Conceptualizing the Prairie: Environmental Studies and Cultural Memory

Contact: ceah-prairie@iastate.edu

Co-conveners:
    Dr. Matthew Sivils, Assistant Professor, English   (sivils@iastate.edu)
    Dr. W. Stanley Harpole, Assistant Professor, EEOB  (harpole@iastate.edu)

This group analyzes materials that touch on all aspects of the prairie ecology, making knowledge about its past and present more accessible to the general public and university educators. Through academic publications and the development of educational materials, it will provide resources to increase public awareness and understanding of this landscape, which in so many ways connects not only to the region's economic vitality and ability to literally "feed the world," but also to our regional and national identity and imagination.

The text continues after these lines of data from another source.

//! 分析流程编排
//!
//! 一次分析就是一个 [`AnalysisRun`]：抽取 -> 规范化 -> 风险检测 -> DDL 生成。
//! 任何阶段出错都让 run 进入 `failed`，不重试；重试即新建一个 run。

use crate::adapter::dump::parse_dump;
use crate::adapter::live::{self, ConnectionDescriptor};
use crate::adapter::{AnalysisSource, DumpSource, Extraction, extract_schema};
use crate::config::EngineConfig;
use crate::ddl;
use crate::dialect::{SourceDialect, TargetDialect};
use crate::error::{AnalyzerError, Result};
use crate::model::{SchemaModel, Table, build_model};
use crate::risk::{Risk, RuleContext, RuleSet, SeveritySummary, detect};
use chrono::{DateTime, Utc};
use serde::{Deserialize, Serialize};
use std::fmt;
use tokio_util::sync::CancellationToken;
use tracing::{error, info, warn};
use uuid::Uuid;

/// 运行状态：pending -> running -> completed | failed
#[derive(Debug, Clone, Copy, PartialEq, Eq, Serialize, Deserialize)]
#[serde(rename_all = "snake_case")]
pub enum RunStatus {
    Pending,
    Running,
    Completed,
    Failed,
}

impl RunStatus {
    pub fn as_str(self) -> &'static str {
        match self {
            RunStatus::Pending => "pending",
            RunStatus::Running => "running",
            RunStatus::Completed => "completed",
            RunStatus::Failed => "failed",
        }
    }

    pub fn is_terminal(self) -> bool {
        matches!(self, RunStatus::Completed | RunStatus::Failed)
    }
}

impl fmt::Display for RunStatus {
    fn fmt(&self, f: &mut fmt::Formatter<'_>) -> fmt::Result {
        f.write_str(self.as_str())
    }
}

/// 失败分类
#[derive(Debug, Clone, Copy, PartialEq, Eq, Serialize, Deserialize)]
#[serde(rename_all = "snake_case")]
pub enum FailureKind {
    Connection,
    Parse,
    Validation,
    Unsupported,
}

impl From<&AnalyzerError> for FailureKind {
    fn from(err: &AnalyzerError) -> Self {
        match err {
            AnalyzerError::Connection(_) | AnalyzerError::Io(_) => FailureKind::Connection,
            AnalyzerError::Parse(_) | AnalyzerError::Serde(_) => FailureKind::Parse,
            AnalyzerError::Unsupported(_) => FailureKind::Unsupported,
            AnalyzerError::Validation(_)
            | AnalyzerError::InvalidTransition(_)
            | AnalyzerError::Config(_) => FailureKind::Validation,
        }
    }
}

/// 对外输出的分析结果
#[derive(Debug, Clone, PartialEq, Serialize, Deserialize)]
pub struct AnalysisResult {
    pub success: bool,
    #[serde(skip_serializing_if = "Option::is_none")]
    pub database: Option<String>,
    #[serde(skip_serializing_if = "Option::is_none")]
    pub db_type: Option<SourceDialect>,
    /// 基表数量
    pub tables_count: usize,
    /// 基表行数估计之和
    pub total_rows: u64,
    pub tables: Vec<Table>,
    pub risks: Vec<Risk>,
    #[serde(skip_serializing_if = "Option::is_none")]
    pub snowflake_ddl: Option<String>,
    #[serde(skip_serializing_if = "Option::is_none")]
    pub error: Option<String>,
}

impl AnalysisResult {
    pub fn failure(message: impl Into<String>) -> Self {
        Self {
            success: false,
            database: None,
            db_type: None,
            tables_count: 0,
            total_rows: 0,
            tables: Vec::new(),
            risks: Vec::new(),
            snowflake_ddl: None,
            error: Some(message.into()),
        }
    }

    pub fn severity_summary(&self) -> SeveritySummary {
        SeveritySummary::from_risks(&self.risks)
    }
}

/// 一次分析运行的记录
#[derive(Debug, Clone, Serialize, Deserialize)]
pub struct AnalysisRun {
    pub id: Uuid,
    pub status: RunStatus,
    pub started_at: Option<DateTime<Utc>>,
    pub completed_at: Option<DateTime<Utc>>,
    pub result: Option<AnalysisResult>,
    pub error: Option<String>,
    pub failure_kind: Option<FailureKind>,
    /// 校验失败意味着适配器缺陷，需要人工介入
    pub needs_operator_attention: bool,
}

impl Default for AnalysisRun {
    fn default() -> Self {
        Self::new()
    }
}

impl AnalysisRun {
    pub fn new() -> Self {
        Self {
            id: Uuid::new_v4(),
            status: RunStatus::Pending,
            started_at: None,
            completed_at: None,
            result: None,
            error: None,
            failure_kind: None,
            needs_operator_attention: false,
        }
    }

    pub fn start(&mut self) -> Result<()> {
        self.transition(RunStatus::Running)?;
        self.started_at = Some(Utc::now());
        Ok(())
    }

    pub fn complete(&mut self, result: AnalysisResult) -> Result<()> {
        self.transition(RunStatus::Completed)?;
        self.completed_at = Some(Utc::now());
        self.result = Some(result);
        Ok(())
    }

    pub fn fail(&mut self, err: &AnalyzerError) -> Result<()> {
        self.transition(RunStatus::Failed)?;
        let kind = FailureKind::from(err);
        self.completed_at = Some(Utc::now());
        self.error = Some(err.to_string());
        self.failure_kind = Some(kind);
        self.needs_operator_attention = kind == FailureKind::Validation;
        Ok(())
    }

    fn transition(&mut self, to: RunStatus) -> Result<()> {
        let allowed = matches!(
            (self.status, to),
            (RunStatus::Pending, RunStatus::Running)
                | (RunStatus::Running, RunStatus::Completed)
                | (RunStatus::Running, RunStatus::Failed)
        );
        if !allowed {
            return Err(AnalyzerError::InvalidTransition(format!(
                "run {} cannot move from {} to {}",
                self.id, self.status, to
            )));
        }
        self.status = to;
        Ok(())
    }

    /// 调用方看到的结果：失败时只有 `{success: false, error}`
    pub fn outcome(&self) -> AnalysisResult {
        match (&self.result, &self.error) {
            (Some(result), _) => result.clone(),
            (None, Some(message)) => AnalysisResult::failure(message.clone()),
            (None, None) => AnalysisResult::failure(format!("analysis run is {}", self.status)),
        }
    }
}

/// 连接测试结果
#[derive(Debug, Clone, PartialEq, Eq, Serialize, Deserialize)]
pub struct ConnectionProbe {
    pub success: bool,
    pub message: String,
    #[serde(skip_serializing_if = "Option::is_none")]
    pub server_version: Option<String>,
    #[serde(skip_serializing_if = "Option::is_none")]
    pub database: Option<String>,
}

/// 分析引擎
#[derive(Debug, Clone)]
pub struct Analyzer {
    config: EngineConfig,
    rules: RuleSet,
    target: TargetDialect,
}

impl Default for Analyzer {
    fn default() -> Self {
        Self::new(EngineConfig::default())
    }
}

impl Analyzer {
    pub fn new(config: EngineConfig) -> Self {
        Self {
            config,
            rules: RuleSet::standard(),
            target: TargetDialect::default(),
        }
    }

    pub fn with_rules(mut self, rules: RuleSet) -> Self {
        self.rules = rules;
        self
    }

    pub fn config(&self) -> &EngineConfig {
        &self.config
    }

    /// 执行一次完整分析；错误不会向外抛出，而是记录在返回的 run 上
    pub async fn analyze(&self, source: &AnalysisSource, cancel: &CancellationToken) -> AnalysisRun {
        let mut run = AnalysisRun::new();
        if let Err(e) = run.start() {
            error!("无法启动分析 {}: {}", run.id, e);
            return run;
        }
        info!("开始分析 {} ({})", run.id, describe_source(source));

        let outcome = extract_schema(source, &self.config, cancel)
            .await
            .and_then(|extraction| self.process(extraction));
        self.finish(run, outcome)
    }

    /// 同步分析上传的 dump，不涉及网络
    pub fn analyze_dump(&self, dump: &DumpSource) -> AnalysisRun {
        let mut run = AnalysisRun::new();
        if let Err(e) = run.start() {
            error!("无法启动分析 {}: {}", run.id, e);
            return run;
        }
        info!("开始分析 {} (dump)", run.id);

        let outcome = parse_dump(dump, &self.config.dump).and_then(|e| self.process(e));
        self.finish(run, outcome)
    }

    /// 对已规范化的模型做风险检测并生成 DDL
    pub fn analyze_model(&self, model: &SchemaModel) -> AnalysisResult {
        let context = RuleContext::new(self.target, &self.config.analysis);
        let risks = detect(model, &self.rules, &context);
        let ddl = ddl::generate(model, self.target);

        AnalysisResult {
            success: true,
            database: Some(model.database.clone()),
            db_type: Some(model.source_dialect),
            tables_count: model.base_table_count(),
            total_rows: model.total_rows(),
            tables: model.tables.clone(),
            risks,
            snowflake_ddl: Some(ddl),
            error: None,
        }
    }

    /// 测试连接，返回服务器版本与当前数据库
    pub async fn probe_connection(
        &self,
        descriptor: &ConnectionDescriptor,
        cancel: &CancellationToken,
    ) -> ConnectionProbe {
        match live::probe_connection(descriptor, &self.config, cancel).await {
            Ok(server) => {
                info!("连接测试成功: {}", descriptor.endpoint());
                ConnectionProbe {
                    success: true,
                    message: "Connection successful".to_string(),
                    server_version: Some(server.server_version),
                    database: Some(server.database),
                }
            }
            Err(e) => {
                warn!("连接测试失败 {}: {}", descriptor.endpoint(), e);
                ConnectionProbe {
                    success: false,
                    message: e.to_string(),
                    server_version: None,
                    database: None,
                }
            }
        }
    }

    fn process(&self, extraction: Extraction) -> Result<AnalysisResult> {
        let model = build_model(extraction)?;
        Ok(self.analyze_model(&model))
    }

    fn finish(&self, mut run: AnalysisRun, outcome: Result<AnalysisResult>) -> AnalysisRun {
        let transition = match outcome {
            Ok(result) => {
                let summary = result.severity_summary();
                info!(
                    "分析 {} 完成: {} 个表, {} 个错误, {} 个警告, {} 条提示",
                    run.id, result.tables_count, summary.errors, summary.warnings, summary.info
                );
                run.complete(result)
            }
            Err(err) => {
                if FailureKind::from(&err) == FailureKind::Validation {
                    error!("分析 {} 校验失败，需要人工介入: {}", run.id, err);
                } else {
                    warn!("分析 {} 失败: {}", run.id, err);
                }
                run.fail(&err)
            }
        };

        if let Err(e) = transition {
            error!("分析 {} 状态更新失败: {}", run.id, e);
        }
        run
    }
}

fn describe_source(source: &AnalysisSource) -> String {
    match source {
        AnalysisSource::Live { descriptor, .. } => format!("live {}", descriptor.endpoint()),
        AnalysisSource::Dump(dump) => match &dump.file_name {
            Some(name) => format!("dump {name}"),
            None => "dump".to_string(),
        },
    }
}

Sustaining & Envisioning the Global City:
Urban Space, Architecture, & Infrastructure in a Cross-Cultural Perspective

Contact: ceah-urban@iastate.edu

Convenor:
    Kimberly Elman Zarecor, Associate Professor, Architecture (zarecor@iastate.edu)

Public Space and Urban Development are topics of interest to scholars from diverse fields including architecture, history, regional and community planning, anthropology, and communicative and literary discourse amongst others. Scholars who wish to understand the topic comparatively and across disciplines have looked at issues of development, infrastructure and the politics of urbanization. This research cluster at ISU includes faculty working in diverse cultural and global contexts, bringing together a variety of sub-disciplinary approaches from industrial housing in Eastern Europe to the problems of urban reconstruction in the Middle East to contemporary American cultural identity and environmental formation. As the group expands, the geographic coverage and methodological diversity will extend into other global regions and academic disciplines.